People with disabilities and who rely on SSI (Supplemental Security Income) payments are experiencing a national housing affordability crisis.
A study developed by the Technical Assistance Collaborative compared monthly SSI income of more than 4 million Americans with disabilities to the fair market rental rates for efficiencies and modest one-bedroom apartments in every housing market in the country. New York City needed 166% of monthly SSI to cover the cost of a one-bedroom apartment and in Chicago, 142%. In the State of Ohio the cost of a one bedroom unit is approximately 87.8% of the monthly SSI, and that does not include the cost of utilities.
The average rent charged by North Coast Community Homes (NCCH) for a four bedroom home for people with mental retardation and developmental disabilities (mr/dd) is approximately $1,100, or $275 per person. At this time monthly SSI payments amount to $579, which means that NCCH tenants on SSI are paying 47.5% of their base monthly income plus the cost of gas and electric utilities.

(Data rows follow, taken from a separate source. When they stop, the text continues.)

// Copyright Amazon.com, Inc. or its affiliates. All Rights Reserved.
// SPDX-License-Identifier: Apache-2.0

//! In-memory representation of a pprof profile.
//!
//! A [`Profile`] is decoded once from the wire format (see [`decode`]) and
//! then treated as immutable by the snapshot cache. Everything that rewrites
//! a profile ([`filter`], [`Profile::aggregate`]) works on a clone.

use std::collections::{BTreeMap, BTreeSet};

pub mod filter;
mod proto;

#[cfg(test)]
pub(crate) mod fixture;

pub use proto::{decode, DecodeError};

/// Semantics and unit of one sample value, e.g. `cpu`/`nanoseconds`.
#[derive(Debug, Clone, PartialEq, Eq, Default)]
pub struct ValueType {
    /// What is measured, e.g. `cpu` or `alloc_space`.
    pub r#type: String,
    /// Unit of the values, e.g. `nanoseconds` or `bytes`.
    pub unit: String,
}

/// One weighted stack.
#[derive(Debug, Clone, Default, PartialEq)]
pub struct Sample {
    /// Indices into [`Profile::locations`], leaf first.
    pub locations: Vec<usize>,
    /// One value per [`Profile::sample_types`] entry.
    pub values: Vec<i64>,
    /// String labels by key.
    pub labels: BTreeMap<String, Vec<String>>,
    /// Numeric labels by key.
    pub num_labels: BTreeMap<String, Vec<i64>>,
    /// Units of `num_labels`, parallel to its values. Entries may be empty.
    pub num_units: BTreeMap<String, Vec<String>>,
}

/// A program location, possibly expanded into several inlined lines.
#[derive(Debug, Clone, Default, PartialEq)]
pub struct Location {
    /// Identifier from the wire format.
    pub id: u64,
    /// Index into [`Profile::mappings`].
    pub mapping: Option<usize>,
    /// Instruction address, 0 when unknown.
    pub address: u64,
    /// Innermost frame first; the last line is the outermost caller.
    pub lines: Vec<Line>,
}

/// One source line of a location.
#[derive(Debug, Clone, Copy, Default, PartialEq, Eq)]
pub struct Line {
    /// Index into [`Profile::functions`].
    pub function: Option<usize>,
    /// Line number, 0 when unknown.
    pub line: i64,
}

/// A function referenced by locations.
#[derive(Debug, Clone, Default, PartialEq, Eq)]
pub struct Function {
    /// Identifier from the wire format.
    pub id: u64,
    /// Demangled name.
    pub name: String,
    /// Name as it appears in the symbol table.
    pub system_name: String,
    /// Source file.
    pub filename: String,
    /// First line of the function in `filename`.
    pub start_line: i64,
}

/// A binary or shared library mapped into the profiled process.
#[derive(Debug, Clone, Default, PartialEq, Eq)]
pub struct Mapping {
    /// Identifier from the wire format.
    pub id: u64,
    /// Start of the mapped range.
    pub start: u64,
    /// End of the mapped range.
    pub limit: u64,
    /// Offset of `start` in the file.
    pub offset: u64,
    /// Path of the mapped object.
    pub file: String,
    /// Build id of the object, if recorded.
    pub build_id: String,
}

/// A decoded profile snapshot.
#[derive(Debug, Clone, Default, PartialEq)]
pub struct Profile {
    /// Meaning of each sample value.
    pub sample_types: Vec<ValueType>,
    /// The samples.
    pub samples: Vec<Sample>,
    /// Locations, referenced by index.
    pub locations: Vec<Location>,
    /// Functions, referenced by index.
    pub functions: Vec<Function>,
    /// Mappings, referenced by index. The first is the main binary.
    pub mappings: Vec<Mapping>,
    /// Sample type used when a request names none.
    pub default_sample_type: String,
    /// Free-form comments from the producer.
    pub comments: Vec<String>,
    /// What `period` counts.
    pub period_type: Option<ValueType>,
    /// Sampling period, in `period_type` units.
    pub period: i64,
    /// When collection started, in nanoseconds since the epoch.
    pub time_nanos: i64,
    /// Collection length in nanoseconds.
    pub duration_nanos: i64,
}

/// Granularity switches for [`Profile::aggregate`].
#[derive(Debug, Clone, Copy, Default, PartialEq, Eq)]
pub struct AggregateFields {
    /// Keep inlined frames as separate nodes.
    pub inline_frames: bool,
    /// Keep function names.
    pub function: bool,
    /// Keep file names.
    pub filename: bool,
    /// Keep line numbers.
    pub line_number: bool,
    /// Keep addresses.
    pub address: bool,
}

impl Profile {
    /// Index of a sample type, by name or by numeric index.
    ///
    /// The empty string selects the default sample type, or the last one if
    /// the profile does not name a default. An `inuse_` prefix is tolerated so
    /// that `inuse_space` finds `space`.
    pub fn sample_index_by_name(&self, sample_index: &str) -> Option<usize> {
        if self.sample_types.is_empty() {
            return None;
        }
        if sample_index.is_empty() {
            if !self.default_sample_type.is_empty() {
                if let Some(i) = self
                    .sample_types
                    .iter()
                    .position(|t| t.r#type == self.default_sample_type)
                {
                    return Some(i);
                }
            }
            return Some(self.sample_types.len() - 1);
        }
        if let Ok(i) = sample_index.parse::<usize>() {
            return (i < self.sample_types.len()).then_some(i);
        }
        let no_inuse = sample_index.strip_prefix("inuse_").unwrap_or(sample_index);
        self.sample_types
            .iter()
            .position(|t| t.r#type == sample_index || t.r#type == no_inuse)
    }

    /// Names of all sample types, in order.
    pub fn sample_type_names(&self) -> Vec<String> {
        self.sample_types.iter().map(|t| t.r#type.clone()).collect()
    }

    /// Determines the unit of every numeric label key.
    ///
    /// Returns the chosen unit per key and, for keys seen with more than one
    /// unit, the sorted list of units that were ignored. The first unit seen
    /// wins. Keys that never carry a unit get a heuristic one.
    pub fn num_label_units(&self) -> (BTreeMap<String, String>, BTreeMap<String, Vec<String>>) {
        let mut units: BTreeMap<String, String> = BTreeMap::new();
        let mut ignored: BTreeMap<String, BTreeSet<String>> = BTreeMap::new();
        let mut keys = BTreeSet::new();

        for sample in &self.samples {
            for key in sample.num_labels.keys() {
                keys.insert(key.clone());
                let Some(sample_units) = sample.num_units.get(key) else {
                    continue;
                };
                for unit in sample_units.iter().filter(|u| !u.is_empty()) {
                    match units.get(key) {
                        None => {
                            units.insert(key.clone(), unit.clone());
                        }
                        Some(want) if want != unit => {
                            ignored.entry(key.clone()).or_default().insert(unit.clone());
                        }
                        Some(_) => {}
                    }
                }
            }
        }

        for key in keys {
            units.entry(key.clone()).or_insert_with(|| match key.as_str() {
                "alignment" | "request" => "bytes".to_owned(),
                _ => key,
            });
        }

        let ignored = ignored
            .into_iter()
            .map(|(k, v)| (k, v.into_iter().collect()))
            .collect();
        (units, ignored)
    }

    /// Collapses frames so that only the selected fields distinguish them.
    ///
    /// Cleared fields make otherwise different frames identical, and the
    /// graph builder merges identical frames into one node.
    pub fn aggregate(&mut self, fields: AggregateFields) {
        for f in &mut self.functions {
            if !fields.function {
                f.name.clear();
                f.system_name.clear();
            }
            if !fields.filename {
                f.filename.clear();
            }
        }
        if fields.inline_frames && fields.address && fields.line_number {
            return;
        }
        for loc in &mut self.locations {
            if !fields.inline_frames && loc.lines.len() > 1 {
                loc.lines.drain(..loc.lines.len() - 1);
            }
            if !fields.line_number {
                for line in &mut loc.lines {
                    line.line = 0;
                }
            }
            if !fields.address {
                loc.address = 0;
            }
        }
    }

    /// Base name of the main binary, if the profile names one.
    pub fn main_binary(&self) -> Option<&str> {
        let file = self.mappings.first()?.file.as_str();
        if file.is_empty() {
            return None;
        }
        std::path::Path::new(file)
            .file_name()
            .and_then(|n| n.to_str())
            .or(Some(file))
    }

    pub(crate) fn function(&self, line: &Line) -> Option<&Function> {
        line.function.and_then(|i| self.functions.get(i))
    }

    pub(crate) fn mapping(&self, loc: &Location) -> Option<&Mapping> {
        loc.mapping.and_then(|i| self.mappings.get(i))
    }
}

#[cfg(test)]
mod tests {
    use super::fixture::ProfileBuilder;
    use super::*;

    #[test]
    fn test_sample_index_by_name() {
        let mut b = ProfileBuilder::new(&[("alloc_objects", "count"), ("alloc_space", "bytes")]);
        let f = b.function("main", "main.go");
        let l = b.location(0x10, &[(f, 1)]);
        b.sample(&[l], &[1, 2]);
        let mut p = b.profile();

        assert_eq!(p.sample_index_by_name(""), Some(1));
        assert_eq!(p.sample_index_by_name("0"), Some(0));
        assert_eq!(p.sample_index_by_name("2"), None);
        assert_eq!(p.sample_index_by_name("alloc_objects"), Some(0));
        assert_eq!(p.sample_index_by_name("inuse_alloc_space"), Some(1));
        assert_eq!(p.sample_index_by_name("cpu"), None);

        p.default_sample_type = "alloc_objects".into();
        assert_eq!(p.sample_index_by_name(""), Some(0));
    }

    #[test]
    fn test_num_label_units_conflict() {
        let mut b = ProfileBuilder::new(&[("space", "bytes")]);
        let f = b.function("main", "main.go");
        let l = b.location(0x10, &[(f, 1)]);
        b.sample(&[l], &[1]).num_label("bytes", 8, "bytes");
        b.sample(&[l], &[1]).num_label("bytes", 8, "kilobytes");
        b.sample(&[l], &[1]).num_label("request", 16, "");
        b.sample(&[l], &[1]).num_label("pid", 3, "");
        let p = b.profile();

        let (units, ignored) = p.num_label_units();
        assert_eq!(units["bytes"], "bytes");
        assert_eq!(units["request"], "bytes");
        assert_eq!(units["pid"], "pid");
        assert_eq!(ignored["bytes"], vec!["kilobytes".to_owned()]);
        assert!(!ignored.contains_key("pid"));
    }

    #[test]
    fn test_aggregate_clears_fields() {
        let mut b = ProfileBuilder::new(&[("cpu", "nanoseconds")]);
        let inner = b.function("inner", "a.go");
        let outer = b.function("outer", "a.go");
        let l = b.location(0x1234, &[(inner, 7), (outer, 21)]);
        b.sample(&[l], &[1]);
        let mut p = b.profile();

        p.aggregate(AggregateFields {
            function: true,
            ..Default::default()
        });
        let loc = &p.locations[0];
        assert_eq!(loc.address, 0);
        assert_eq!(loc.lines.len(), 1);
        assert_eq!(loc.lines[0].line, 0);
        assert_eq!(p.function(&loc.lines[0]).unwrap().name, "outer");
        assert_eq!(p.function(&loc.lines[0]).unwrap().filename, "");
    }

    #[test]
    fn test_main_binary() {
        let mut b = ProfileBuilder::new(&[("cpu", "nanoseconds")]);
        b.mapping("/usr/local/bin/server");
        assert_eq!(b.profile().main_binary(), Some("server"));
        assert_eq!(Profile::default().main_binary(), None);
    }
}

The U.S. Department of Housing and Urban Development’s (HUD) Section 8 Housing Choice Voucher program and the Section 811 Supportive Housing for Persons with Disabilities program have been used by low-income individuals to help fill this gap between what they earn and the fair market costs of housing. However, HUD, in its Fiscal Year 2006 proposal to Congress, asked for reductions in this program rather than an expansion. As Andrew Sperling points out, “Homelessness is one inevitable outcome of this problem.”
WE NEED YOUR HELP
North Coast Community Homes strives to keep its developmental and maintenance costs as affordable as possible by employing cost efficiencies, purchasing homes only when grant funding is available to avoid the cost of debt service, and retaining its own in-house maintenance and landscaping staff. However, the cost of housing has risen, maintenance costs are being adversely affected by the high price of fuel, and replacement parts and appliance costs are on the rise. Additionally, by virtue of the nature of our population, properties are in need of repair far more often than in the normal course of events. As we develop homes this year, special modifications are required for properties which can meet the needs of tenants with more severe disabilities:
- Individuals with severe uncontrolled seizure disorders.
- Individuals with autism who engage in self-injurious behavior.
- Individuals with behavioral problems.
- Individuals with mobility impairments.
It has become more and more difficult to adhere to Federal guidelines recommending that low-income households should pay no more than 30% to 40% of monthly income towards housing costs.
The waiting lists at the County Boards of Mental Retardation and Developmental Disabilities in the counties we serve, Cuyahoga, Lake, Stark and Summit, still remain very long.